____ Record set

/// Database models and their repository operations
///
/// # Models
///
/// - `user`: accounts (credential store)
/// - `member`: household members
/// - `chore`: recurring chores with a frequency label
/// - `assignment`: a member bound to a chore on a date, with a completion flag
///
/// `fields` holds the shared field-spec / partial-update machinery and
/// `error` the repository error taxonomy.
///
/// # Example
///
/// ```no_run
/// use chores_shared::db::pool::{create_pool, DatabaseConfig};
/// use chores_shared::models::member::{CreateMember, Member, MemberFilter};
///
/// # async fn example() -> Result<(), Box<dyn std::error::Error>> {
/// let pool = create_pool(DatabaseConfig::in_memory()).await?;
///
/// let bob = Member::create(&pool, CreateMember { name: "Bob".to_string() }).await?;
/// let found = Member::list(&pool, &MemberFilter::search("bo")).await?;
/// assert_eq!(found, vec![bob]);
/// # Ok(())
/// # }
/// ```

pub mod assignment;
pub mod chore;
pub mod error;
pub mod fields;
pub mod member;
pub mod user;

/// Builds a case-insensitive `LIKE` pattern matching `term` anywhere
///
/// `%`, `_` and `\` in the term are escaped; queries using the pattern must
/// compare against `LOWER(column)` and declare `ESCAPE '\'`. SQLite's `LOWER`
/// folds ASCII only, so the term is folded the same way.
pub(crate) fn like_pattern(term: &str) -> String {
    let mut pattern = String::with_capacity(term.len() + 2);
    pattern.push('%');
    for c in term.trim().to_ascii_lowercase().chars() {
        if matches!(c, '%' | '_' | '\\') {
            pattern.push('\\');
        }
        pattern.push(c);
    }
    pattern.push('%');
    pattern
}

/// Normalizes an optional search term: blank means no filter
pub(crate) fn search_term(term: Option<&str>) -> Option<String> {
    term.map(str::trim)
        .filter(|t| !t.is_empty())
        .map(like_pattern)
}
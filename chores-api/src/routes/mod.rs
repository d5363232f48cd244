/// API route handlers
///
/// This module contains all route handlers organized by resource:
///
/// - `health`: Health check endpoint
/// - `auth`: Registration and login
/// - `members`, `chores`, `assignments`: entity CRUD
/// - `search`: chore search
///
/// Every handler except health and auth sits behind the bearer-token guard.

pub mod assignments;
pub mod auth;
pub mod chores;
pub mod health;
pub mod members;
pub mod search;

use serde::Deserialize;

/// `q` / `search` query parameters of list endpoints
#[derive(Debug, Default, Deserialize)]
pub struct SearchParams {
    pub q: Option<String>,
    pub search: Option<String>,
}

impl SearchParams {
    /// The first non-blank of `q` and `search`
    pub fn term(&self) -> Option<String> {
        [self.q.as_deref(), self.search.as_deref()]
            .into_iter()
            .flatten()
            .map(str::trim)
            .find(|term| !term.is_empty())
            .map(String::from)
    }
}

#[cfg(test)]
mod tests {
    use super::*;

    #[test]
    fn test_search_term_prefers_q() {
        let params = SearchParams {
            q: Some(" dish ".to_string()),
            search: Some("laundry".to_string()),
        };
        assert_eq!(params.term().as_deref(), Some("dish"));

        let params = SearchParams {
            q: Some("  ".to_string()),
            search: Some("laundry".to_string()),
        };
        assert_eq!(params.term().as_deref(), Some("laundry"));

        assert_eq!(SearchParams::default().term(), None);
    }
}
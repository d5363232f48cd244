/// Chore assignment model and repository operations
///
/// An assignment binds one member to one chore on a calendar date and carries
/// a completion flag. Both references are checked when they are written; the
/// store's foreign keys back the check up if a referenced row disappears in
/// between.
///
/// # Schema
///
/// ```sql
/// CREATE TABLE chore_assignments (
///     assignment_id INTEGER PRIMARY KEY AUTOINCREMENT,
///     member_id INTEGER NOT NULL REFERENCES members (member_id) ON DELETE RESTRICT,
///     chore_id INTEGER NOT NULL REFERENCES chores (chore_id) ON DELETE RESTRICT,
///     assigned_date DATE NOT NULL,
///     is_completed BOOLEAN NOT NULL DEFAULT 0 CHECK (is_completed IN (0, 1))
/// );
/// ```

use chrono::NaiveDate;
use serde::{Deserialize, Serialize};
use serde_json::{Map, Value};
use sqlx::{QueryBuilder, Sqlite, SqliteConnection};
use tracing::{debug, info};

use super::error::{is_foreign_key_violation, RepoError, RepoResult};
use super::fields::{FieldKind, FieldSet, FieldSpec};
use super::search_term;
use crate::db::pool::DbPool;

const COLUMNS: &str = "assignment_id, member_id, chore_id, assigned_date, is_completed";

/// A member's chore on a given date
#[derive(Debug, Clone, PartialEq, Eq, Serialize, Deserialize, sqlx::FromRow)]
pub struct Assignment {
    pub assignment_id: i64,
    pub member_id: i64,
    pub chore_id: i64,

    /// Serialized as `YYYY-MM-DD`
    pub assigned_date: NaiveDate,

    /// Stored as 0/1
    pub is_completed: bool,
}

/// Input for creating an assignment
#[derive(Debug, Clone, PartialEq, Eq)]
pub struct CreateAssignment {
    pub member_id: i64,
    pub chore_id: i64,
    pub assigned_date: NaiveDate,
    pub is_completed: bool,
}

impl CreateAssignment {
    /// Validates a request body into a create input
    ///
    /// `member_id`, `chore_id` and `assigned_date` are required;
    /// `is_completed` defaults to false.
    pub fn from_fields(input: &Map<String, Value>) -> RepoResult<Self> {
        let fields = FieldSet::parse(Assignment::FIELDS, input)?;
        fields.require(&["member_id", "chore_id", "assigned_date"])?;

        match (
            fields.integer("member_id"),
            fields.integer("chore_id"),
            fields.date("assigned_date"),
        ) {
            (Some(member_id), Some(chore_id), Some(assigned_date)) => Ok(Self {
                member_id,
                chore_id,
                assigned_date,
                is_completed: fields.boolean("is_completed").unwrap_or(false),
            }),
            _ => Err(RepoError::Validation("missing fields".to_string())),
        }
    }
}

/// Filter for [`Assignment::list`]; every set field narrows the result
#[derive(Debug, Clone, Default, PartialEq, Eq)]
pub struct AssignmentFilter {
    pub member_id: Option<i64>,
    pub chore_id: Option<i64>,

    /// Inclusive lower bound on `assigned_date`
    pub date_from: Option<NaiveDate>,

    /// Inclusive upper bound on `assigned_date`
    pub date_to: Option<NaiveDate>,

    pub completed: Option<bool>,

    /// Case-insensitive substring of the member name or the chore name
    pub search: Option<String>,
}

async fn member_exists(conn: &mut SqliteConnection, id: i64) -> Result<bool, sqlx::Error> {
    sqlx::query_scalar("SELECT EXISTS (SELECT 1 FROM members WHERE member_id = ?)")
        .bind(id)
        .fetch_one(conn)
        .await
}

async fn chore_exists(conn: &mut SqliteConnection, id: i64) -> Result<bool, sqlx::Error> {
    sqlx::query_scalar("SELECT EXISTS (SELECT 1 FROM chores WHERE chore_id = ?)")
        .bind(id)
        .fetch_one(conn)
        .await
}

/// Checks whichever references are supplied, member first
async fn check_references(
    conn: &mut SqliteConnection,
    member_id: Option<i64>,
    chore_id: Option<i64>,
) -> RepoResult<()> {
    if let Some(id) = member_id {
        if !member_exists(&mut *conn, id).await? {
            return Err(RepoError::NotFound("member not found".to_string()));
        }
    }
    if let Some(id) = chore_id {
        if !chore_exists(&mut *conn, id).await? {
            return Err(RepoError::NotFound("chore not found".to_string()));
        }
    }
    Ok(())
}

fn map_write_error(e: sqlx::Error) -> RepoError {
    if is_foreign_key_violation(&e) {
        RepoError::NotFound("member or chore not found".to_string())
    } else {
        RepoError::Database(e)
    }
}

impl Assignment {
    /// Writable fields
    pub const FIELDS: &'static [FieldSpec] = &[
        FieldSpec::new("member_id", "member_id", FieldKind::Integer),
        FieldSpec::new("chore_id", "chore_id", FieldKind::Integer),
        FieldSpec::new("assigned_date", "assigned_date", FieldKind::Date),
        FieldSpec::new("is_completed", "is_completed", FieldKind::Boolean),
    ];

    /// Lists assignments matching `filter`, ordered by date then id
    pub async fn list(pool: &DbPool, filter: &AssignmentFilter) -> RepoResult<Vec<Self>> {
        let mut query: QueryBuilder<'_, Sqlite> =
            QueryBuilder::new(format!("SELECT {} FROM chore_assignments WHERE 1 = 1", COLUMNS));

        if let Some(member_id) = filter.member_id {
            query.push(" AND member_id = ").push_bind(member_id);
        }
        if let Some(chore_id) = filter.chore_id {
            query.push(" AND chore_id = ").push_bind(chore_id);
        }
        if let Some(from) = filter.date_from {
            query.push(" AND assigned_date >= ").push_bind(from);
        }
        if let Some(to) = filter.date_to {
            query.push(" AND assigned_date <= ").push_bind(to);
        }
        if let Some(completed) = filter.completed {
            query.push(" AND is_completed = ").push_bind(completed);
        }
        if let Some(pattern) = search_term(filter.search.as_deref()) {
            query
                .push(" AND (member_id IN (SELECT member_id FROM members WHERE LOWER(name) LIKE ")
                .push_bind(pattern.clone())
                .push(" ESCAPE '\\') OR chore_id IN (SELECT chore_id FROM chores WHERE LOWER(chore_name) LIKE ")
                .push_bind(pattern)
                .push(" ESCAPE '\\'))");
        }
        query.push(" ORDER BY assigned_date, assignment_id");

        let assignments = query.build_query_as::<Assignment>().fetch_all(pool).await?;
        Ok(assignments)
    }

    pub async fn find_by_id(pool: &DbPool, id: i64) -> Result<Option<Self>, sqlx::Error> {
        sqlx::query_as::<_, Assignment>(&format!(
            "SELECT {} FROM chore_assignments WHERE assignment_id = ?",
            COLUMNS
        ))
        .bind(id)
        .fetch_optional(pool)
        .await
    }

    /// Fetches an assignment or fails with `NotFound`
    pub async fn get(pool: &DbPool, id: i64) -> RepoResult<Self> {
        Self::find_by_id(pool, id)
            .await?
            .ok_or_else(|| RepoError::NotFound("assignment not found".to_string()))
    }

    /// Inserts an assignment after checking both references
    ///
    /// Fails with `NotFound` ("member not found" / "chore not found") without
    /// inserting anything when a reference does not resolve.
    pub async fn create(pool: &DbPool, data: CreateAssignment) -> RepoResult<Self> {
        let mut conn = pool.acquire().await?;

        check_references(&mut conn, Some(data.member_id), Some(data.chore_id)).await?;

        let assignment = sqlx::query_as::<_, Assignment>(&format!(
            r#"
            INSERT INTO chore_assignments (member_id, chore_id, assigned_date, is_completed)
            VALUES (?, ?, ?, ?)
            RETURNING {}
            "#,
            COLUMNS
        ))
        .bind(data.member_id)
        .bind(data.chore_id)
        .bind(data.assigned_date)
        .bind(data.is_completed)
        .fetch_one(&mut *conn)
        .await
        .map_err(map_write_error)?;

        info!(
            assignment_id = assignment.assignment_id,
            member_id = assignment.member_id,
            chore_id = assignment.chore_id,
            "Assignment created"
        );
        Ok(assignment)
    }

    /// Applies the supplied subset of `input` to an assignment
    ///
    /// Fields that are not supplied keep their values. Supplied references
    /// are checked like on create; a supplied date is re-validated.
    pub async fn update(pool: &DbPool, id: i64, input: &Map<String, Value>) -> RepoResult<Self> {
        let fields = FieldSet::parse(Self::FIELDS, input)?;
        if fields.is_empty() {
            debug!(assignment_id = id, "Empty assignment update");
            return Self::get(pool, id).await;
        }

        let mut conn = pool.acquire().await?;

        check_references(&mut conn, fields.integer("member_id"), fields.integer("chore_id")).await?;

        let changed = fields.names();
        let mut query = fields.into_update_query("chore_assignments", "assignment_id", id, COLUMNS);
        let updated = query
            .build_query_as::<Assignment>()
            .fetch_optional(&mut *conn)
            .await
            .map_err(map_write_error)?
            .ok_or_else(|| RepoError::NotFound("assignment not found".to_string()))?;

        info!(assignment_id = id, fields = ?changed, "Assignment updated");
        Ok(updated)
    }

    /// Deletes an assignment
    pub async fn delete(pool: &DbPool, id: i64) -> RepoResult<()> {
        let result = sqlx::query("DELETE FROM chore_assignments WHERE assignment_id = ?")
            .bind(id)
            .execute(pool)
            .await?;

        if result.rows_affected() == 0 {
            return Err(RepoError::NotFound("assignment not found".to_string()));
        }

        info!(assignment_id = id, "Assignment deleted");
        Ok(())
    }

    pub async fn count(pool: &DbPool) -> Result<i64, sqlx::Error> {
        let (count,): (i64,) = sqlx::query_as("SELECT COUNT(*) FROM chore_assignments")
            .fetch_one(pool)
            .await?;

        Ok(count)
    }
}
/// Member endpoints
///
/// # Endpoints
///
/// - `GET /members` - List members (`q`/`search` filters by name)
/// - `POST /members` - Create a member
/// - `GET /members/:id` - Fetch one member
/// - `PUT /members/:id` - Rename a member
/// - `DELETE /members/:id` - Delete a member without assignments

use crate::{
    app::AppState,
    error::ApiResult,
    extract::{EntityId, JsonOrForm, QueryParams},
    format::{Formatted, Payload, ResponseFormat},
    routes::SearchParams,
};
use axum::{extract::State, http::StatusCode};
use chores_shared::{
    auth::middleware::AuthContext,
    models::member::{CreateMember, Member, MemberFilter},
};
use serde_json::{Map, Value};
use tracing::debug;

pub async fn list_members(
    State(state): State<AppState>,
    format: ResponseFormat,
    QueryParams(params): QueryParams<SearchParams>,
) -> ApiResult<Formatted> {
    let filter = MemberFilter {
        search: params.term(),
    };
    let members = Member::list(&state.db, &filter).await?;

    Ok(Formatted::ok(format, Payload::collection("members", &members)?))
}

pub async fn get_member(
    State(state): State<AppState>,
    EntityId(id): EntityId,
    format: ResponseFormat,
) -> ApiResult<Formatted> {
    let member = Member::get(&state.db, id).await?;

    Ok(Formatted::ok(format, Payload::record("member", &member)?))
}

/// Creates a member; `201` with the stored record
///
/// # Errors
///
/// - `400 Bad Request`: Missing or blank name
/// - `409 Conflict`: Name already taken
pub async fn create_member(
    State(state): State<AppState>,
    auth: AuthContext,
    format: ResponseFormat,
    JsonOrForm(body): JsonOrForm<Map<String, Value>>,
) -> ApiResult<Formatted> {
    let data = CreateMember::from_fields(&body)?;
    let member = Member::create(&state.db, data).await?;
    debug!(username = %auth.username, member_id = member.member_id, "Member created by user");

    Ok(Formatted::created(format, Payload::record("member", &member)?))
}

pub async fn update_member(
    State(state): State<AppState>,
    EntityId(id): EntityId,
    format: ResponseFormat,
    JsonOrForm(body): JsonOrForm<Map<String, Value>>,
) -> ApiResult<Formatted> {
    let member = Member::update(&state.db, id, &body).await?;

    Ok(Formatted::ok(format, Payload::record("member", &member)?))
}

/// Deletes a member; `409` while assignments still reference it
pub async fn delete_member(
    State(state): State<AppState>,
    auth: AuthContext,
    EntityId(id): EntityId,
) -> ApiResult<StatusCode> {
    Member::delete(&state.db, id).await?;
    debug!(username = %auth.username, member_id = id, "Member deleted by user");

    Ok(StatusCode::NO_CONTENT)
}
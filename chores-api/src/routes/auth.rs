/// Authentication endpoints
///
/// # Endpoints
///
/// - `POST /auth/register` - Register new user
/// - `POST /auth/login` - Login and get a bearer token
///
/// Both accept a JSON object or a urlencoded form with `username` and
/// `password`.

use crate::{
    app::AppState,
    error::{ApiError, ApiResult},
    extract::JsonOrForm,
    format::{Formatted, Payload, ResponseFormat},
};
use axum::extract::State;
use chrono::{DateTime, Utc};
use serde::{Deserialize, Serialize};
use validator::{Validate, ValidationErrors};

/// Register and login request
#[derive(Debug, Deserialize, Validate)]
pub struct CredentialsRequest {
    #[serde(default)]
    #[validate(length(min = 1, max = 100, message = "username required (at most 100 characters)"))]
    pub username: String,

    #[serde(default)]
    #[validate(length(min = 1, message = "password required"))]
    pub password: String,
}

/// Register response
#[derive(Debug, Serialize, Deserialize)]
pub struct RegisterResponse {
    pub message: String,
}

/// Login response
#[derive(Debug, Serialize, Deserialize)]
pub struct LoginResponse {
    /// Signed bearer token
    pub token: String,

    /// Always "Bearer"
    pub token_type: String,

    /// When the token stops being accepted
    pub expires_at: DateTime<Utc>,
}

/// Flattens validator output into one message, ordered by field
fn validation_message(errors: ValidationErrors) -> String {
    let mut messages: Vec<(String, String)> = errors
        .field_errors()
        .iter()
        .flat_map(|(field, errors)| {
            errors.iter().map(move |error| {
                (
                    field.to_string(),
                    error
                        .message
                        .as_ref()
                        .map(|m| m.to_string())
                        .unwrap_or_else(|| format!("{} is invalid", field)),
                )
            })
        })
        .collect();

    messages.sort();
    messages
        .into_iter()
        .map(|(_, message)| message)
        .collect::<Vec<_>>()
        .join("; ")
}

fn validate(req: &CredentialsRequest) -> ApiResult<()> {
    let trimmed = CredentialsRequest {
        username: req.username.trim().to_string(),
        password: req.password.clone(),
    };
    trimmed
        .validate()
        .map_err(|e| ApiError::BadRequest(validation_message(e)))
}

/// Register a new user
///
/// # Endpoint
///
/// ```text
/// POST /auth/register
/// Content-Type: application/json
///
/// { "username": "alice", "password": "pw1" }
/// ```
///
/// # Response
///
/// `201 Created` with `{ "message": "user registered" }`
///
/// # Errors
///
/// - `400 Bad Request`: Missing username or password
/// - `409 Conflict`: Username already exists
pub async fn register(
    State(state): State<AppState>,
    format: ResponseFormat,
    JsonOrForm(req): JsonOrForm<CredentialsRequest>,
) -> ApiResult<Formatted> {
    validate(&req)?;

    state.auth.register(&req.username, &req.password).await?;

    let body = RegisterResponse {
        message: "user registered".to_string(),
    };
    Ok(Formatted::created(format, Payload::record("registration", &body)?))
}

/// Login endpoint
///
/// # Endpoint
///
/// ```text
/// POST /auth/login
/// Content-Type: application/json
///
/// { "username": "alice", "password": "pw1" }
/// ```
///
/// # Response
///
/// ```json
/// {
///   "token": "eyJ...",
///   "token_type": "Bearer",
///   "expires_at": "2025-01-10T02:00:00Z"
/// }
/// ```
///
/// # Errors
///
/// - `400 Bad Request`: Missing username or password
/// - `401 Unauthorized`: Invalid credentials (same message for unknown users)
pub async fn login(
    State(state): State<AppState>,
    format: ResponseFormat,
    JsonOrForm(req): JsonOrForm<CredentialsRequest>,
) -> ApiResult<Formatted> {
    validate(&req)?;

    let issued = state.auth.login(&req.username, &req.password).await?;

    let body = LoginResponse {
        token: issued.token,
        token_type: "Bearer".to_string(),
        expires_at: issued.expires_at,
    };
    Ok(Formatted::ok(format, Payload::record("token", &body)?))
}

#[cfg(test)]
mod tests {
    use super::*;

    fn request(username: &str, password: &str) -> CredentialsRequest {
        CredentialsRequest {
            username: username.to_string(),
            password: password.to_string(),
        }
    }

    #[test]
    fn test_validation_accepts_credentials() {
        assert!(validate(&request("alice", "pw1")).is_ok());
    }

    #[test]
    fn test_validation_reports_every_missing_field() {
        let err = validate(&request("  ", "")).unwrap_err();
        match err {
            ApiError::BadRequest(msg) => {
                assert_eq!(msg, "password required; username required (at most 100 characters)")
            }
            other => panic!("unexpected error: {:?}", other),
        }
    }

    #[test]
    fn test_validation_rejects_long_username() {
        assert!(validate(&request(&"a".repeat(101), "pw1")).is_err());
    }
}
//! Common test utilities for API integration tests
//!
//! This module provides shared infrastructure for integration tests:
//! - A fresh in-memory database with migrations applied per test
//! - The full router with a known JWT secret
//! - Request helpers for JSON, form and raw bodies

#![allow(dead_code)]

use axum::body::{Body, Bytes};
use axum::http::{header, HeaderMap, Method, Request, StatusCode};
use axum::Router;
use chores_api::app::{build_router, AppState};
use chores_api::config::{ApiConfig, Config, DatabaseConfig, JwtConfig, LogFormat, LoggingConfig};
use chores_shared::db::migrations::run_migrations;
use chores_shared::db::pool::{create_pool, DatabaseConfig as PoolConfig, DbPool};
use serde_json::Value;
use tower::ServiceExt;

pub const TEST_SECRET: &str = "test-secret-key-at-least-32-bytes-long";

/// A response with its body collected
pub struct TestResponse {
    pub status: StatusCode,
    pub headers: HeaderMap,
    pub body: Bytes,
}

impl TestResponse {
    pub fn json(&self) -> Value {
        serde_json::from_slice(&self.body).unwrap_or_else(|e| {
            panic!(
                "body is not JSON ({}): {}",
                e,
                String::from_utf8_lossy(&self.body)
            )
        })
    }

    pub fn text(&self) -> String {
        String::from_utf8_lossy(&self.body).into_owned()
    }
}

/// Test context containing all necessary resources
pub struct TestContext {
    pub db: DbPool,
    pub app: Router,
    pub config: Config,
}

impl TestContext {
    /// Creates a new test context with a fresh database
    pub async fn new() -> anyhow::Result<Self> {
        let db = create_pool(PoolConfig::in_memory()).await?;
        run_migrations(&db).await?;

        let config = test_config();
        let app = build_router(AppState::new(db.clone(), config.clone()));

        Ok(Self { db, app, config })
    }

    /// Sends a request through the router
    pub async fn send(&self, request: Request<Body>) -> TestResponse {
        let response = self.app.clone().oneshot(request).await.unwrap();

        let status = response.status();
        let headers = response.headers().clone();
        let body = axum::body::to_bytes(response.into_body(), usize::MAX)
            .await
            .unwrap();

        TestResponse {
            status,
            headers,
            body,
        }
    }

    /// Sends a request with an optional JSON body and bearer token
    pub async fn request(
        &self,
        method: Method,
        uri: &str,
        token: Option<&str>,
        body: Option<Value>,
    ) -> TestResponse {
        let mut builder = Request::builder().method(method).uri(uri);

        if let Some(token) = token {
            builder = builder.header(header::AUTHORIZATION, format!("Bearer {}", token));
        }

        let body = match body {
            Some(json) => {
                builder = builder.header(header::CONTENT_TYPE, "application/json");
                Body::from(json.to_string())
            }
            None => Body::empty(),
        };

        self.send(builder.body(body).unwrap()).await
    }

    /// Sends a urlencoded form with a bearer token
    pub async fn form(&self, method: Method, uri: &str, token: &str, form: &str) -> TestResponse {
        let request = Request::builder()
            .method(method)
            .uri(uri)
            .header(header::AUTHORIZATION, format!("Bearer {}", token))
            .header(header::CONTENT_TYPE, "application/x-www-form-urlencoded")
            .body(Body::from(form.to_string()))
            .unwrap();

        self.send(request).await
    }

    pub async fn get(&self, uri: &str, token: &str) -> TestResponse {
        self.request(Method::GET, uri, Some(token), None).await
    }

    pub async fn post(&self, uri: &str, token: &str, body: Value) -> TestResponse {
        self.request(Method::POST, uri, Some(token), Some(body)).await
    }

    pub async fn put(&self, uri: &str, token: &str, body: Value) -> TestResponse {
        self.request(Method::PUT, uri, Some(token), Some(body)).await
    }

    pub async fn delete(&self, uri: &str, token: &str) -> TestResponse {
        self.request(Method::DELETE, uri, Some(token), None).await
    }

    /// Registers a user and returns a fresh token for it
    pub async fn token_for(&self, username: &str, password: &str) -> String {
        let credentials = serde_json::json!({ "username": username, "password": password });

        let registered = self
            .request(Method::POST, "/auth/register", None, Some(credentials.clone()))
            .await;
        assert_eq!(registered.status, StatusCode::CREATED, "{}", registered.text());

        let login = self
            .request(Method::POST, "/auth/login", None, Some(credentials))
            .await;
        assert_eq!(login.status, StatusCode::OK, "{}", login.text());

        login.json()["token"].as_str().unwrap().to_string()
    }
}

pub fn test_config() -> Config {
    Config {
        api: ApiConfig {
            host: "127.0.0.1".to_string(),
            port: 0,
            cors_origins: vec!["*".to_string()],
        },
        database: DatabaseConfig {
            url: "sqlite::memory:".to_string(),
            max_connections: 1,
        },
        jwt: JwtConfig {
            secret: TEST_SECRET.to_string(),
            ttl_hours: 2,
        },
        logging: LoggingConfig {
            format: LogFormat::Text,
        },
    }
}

________

Keeping every character as it is, restate the lines above that run from the line with "[self.q.as_deref(), self.search.as_deref()]" through the line with "use crate::db::pool::DbPool;", both included, and nothing else.

§ Expected output:
        [self.q.as_deref(), self.search.as_deref()]
            .into_iter()
            .flatten()
            .map(str::trim)
            .find(|term| !term.is_empty())
            .map(String::from)
    }
}

#[cfg(test)]
mod tests {
    use super::*;

    #[test]
    fn test_search_term_prefers_q() {
        let params = SearchParams {
            q: Some(" dish ".to_string()),
            search: Some("laundry".to_string()),
        };
        assert_eq!(params.term().as_deref(), Some("dish"));

        let params = SearchParams {
            q: Some("  ".to_string()),
            search: Some("laundry".to_string()),
        };
        assert_eq!(params.term().as_deref(), Some("laundry"));

        assert_eq!(SearchParams::default().term(), None);
    }
}
repository d5363232f48cd244
/// Chore assignment model and repository operations
///
/// An assignment binds one member to one chore on a calendar date and carries
/// a completion flag. Both references are checked when they are written; the
/// store's foreign keys back the check up if a referenced row disappears in
/// between.
///
/// # Schema
///
/// ```sql
/// CREATE TABLE chore_assignments (
///     assignment_id INTEGER PRIMARY KEY AUTOINCREMENT,
///     member_id INTEGER NOT NULL REFERENCES members (member_id) ON DELETE RESTRICT,
///     chore_id INTEGER NOT NULL REFERENCES chores (chore_id) ON DELETE RESTRICT,
///     assigned_date DATE NOT NULL,
///     is_completed BOOLEAN NOT NULL DEFAULT 0 CHECK (is_completed IN (0, 1))
/// );
/// ```

use chrono::NaiveDate;
use serde::{Deserialize, Serialize};
use serde_json::{Map, Value};
use sqlx::{QueryBuilder, Sqlite, SqliteConnection};
use tracing::{debug, info};

use super::error::{is_foreign_key_violation, RepoError, RepoResult};
use super::fields::{FieldKind, FieldSet, FieldSpec};
use super::search_term;
use crate::db::pool::DbPool;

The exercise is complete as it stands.